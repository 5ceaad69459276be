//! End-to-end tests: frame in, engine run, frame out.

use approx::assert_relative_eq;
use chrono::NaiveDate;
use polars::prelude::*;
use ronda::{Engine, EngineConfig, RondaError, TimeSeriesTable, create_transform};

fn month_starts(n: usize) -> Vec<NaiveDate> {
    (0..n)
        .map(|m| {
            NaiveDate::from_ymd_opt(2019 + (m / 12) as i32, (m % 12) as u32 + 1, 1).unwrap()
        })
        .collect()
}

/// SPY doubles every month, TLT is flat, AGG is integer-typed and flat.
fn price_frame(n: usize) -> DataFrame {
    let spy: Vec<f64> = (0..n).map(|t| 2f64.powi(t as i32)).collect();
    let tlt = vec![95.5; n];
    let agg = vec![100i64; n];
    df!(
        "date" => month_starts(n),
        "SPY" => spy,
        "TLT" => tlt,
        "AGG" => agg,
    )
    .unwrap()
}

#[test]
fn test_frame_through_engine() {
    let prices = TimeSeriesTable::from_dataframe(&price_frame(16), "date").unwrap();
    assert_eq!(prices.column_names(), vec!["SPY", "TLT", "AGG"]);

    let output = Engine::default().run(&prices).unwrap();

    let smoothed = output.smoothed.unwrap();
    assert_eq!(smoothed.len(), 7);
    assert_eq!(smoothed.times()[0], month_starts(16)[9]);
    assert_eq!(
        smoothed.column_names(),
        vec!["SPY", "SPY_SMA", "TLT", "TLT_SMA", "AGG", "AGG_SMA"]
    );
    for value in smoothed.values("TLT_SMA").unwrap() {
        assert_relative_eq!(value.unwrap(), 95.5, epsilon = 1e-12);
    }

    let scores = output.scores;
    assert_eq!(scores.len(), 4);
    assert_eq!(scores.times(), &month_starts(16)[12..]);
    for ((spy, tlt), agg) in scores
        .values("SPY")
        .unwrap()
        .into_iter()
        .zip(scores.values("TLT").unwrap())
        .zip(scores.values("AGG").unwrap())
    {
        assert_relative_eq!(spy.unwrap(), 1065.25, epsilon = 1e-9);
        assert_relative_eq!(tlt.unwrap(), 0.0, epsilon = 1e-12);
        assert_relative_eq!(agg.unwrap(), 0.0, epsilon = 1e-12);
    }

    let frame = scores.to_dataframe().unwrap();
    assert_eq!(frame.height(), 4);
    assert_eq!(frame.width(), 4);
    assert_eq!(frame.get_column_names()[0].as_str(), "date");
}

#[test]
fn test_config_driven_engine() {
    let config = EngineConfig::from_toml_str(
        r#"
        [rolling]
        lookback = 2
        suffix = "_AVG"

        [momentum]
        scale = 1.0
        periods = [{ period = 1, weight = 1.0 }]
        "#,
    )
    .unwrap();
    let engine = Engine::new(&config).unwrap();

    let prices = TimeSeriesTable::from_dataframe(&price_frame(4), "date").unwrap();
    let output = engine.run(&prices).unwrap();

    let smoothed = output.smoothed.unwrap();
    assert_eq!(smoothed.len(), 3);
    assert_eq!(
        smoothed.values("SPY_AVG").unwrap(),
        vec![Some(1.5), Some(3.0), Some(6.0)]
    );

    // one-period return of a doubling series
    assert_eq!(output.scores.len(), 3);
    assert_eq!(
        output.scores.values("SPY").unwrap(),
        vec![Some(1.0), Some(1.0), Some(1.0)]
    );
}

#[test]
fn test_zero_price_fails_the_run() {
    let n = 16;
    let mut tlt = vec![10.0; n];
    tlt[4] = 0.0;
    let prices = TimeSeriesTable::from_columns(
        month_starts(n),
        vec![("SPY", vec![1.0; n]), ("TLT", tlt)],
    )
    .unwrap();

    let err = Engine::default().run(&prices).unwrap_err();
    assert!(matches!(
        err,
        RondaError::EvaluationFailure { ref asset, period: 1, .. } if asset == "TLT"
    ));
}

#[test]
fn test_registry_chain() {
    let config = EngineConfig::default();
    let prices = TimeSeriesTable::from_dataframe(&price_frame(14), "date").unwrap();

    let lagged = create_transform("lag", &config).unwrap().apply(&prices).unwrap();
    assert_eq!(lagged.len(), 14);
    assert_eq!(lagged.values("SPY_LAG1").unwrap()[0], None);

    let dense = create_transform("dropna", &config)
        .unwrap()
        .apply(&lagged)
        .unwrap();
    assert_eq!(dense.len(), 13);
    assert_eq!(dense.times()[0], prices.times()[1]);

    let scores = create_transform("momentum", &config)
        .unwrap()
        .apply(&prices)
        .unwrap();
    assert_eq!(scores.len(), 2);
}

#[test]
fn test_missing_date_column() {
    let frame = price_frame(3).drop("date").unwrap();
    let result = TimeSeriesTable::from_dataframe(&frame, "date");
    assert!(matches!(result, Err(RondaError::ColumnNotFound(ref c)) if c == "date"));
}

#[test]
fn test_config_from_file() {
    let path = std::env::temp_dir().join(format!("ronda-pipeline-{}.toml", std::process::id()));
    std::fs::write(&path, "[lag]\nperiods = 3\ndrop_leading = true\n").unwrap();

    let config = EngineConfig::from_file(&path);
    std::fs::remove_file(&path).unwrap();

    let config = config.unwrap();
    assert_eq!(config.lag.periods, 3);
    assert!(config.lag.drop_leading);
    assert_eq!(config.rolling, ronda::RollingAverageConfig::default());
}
-------------------------
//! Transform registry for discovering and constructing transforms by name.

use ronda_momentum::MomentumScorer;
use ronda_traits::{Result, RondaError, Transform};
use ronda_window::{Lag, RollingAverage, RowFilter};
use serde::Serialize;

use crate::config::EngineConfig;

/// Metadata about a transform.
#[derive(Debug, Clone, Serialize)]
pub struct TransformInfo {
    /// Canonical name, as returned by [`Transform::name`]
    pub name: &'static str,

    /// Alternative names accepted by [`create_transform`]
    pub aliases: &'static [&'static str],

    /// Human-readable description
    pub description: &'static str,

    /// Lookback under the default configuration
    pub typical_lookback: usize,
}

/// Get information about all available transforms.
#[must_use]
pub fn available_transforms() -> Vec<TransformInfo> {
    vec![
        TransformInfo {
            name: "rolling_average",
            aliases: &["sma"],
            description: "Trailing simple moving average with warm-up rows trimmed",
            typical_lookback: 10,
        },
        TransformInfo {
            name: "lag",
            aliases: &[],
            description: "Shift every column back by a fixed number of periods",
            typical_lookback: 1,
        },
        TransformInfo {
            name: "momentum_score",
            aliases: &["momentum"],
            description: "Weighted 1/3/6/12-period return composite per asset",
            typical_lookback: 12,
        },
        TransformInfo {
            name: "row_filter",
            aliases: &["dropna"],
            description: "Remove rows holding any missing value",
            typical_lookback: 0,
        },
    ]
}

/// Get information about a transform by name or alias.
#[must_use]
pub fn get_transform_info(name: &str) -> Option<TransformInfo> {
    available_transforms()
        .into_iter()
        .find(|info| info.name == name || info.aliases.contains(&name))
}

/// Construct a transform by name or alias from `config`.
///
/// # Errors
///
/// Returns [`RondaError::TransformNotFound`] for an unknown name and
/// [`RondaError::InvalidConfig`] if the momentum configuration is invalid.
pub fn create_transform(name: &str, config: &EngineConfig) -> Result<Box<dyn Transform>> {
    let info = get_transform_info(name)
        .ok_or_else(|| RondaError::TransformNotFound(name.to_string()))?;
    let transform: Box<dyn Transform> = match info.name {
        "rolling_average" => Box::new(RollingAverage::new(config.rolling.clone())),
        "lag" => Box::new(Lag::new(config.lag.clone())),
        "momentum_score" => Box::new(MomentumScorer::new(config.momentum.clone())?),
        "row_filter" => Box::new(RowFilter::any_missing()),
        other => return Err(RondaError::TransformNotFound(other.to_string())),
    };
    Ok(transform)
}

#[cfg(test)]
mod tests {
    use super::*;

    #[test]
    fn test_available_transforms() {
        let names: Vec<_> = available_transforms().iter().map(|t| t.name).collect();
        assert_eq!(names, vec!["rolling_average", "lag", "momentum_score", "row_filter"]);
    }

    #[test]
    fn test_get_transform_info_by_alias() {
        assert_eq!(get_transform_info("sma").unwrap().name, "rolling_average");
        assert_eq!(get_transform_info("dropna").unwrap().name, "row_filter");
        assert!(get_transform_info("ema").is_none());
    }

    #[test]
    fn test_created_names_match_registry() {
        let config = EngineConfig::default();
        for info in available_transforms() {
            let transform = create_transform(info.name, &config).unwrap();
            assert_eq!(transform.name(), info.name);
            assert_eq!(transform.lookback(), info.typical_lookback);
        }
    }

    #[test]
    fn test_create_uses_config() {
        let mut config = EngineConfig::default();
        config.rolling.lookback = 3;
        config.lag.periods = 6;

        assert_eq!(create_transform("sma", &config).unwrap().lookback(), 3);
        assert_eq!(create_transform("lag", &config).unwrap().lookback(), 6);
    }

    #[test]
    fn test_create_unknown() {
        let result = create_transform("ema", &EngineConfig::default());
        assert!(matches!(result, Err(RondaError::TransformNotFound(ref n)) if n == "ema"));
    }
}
-------------------------
DIRECTIONS: Copy every line of the material above in which the string "rows" can be found.

RESPONSE:
            description: "Trailing simple moving average with warm-up rows trimmed",
            description: "Remove rows holding any missing value",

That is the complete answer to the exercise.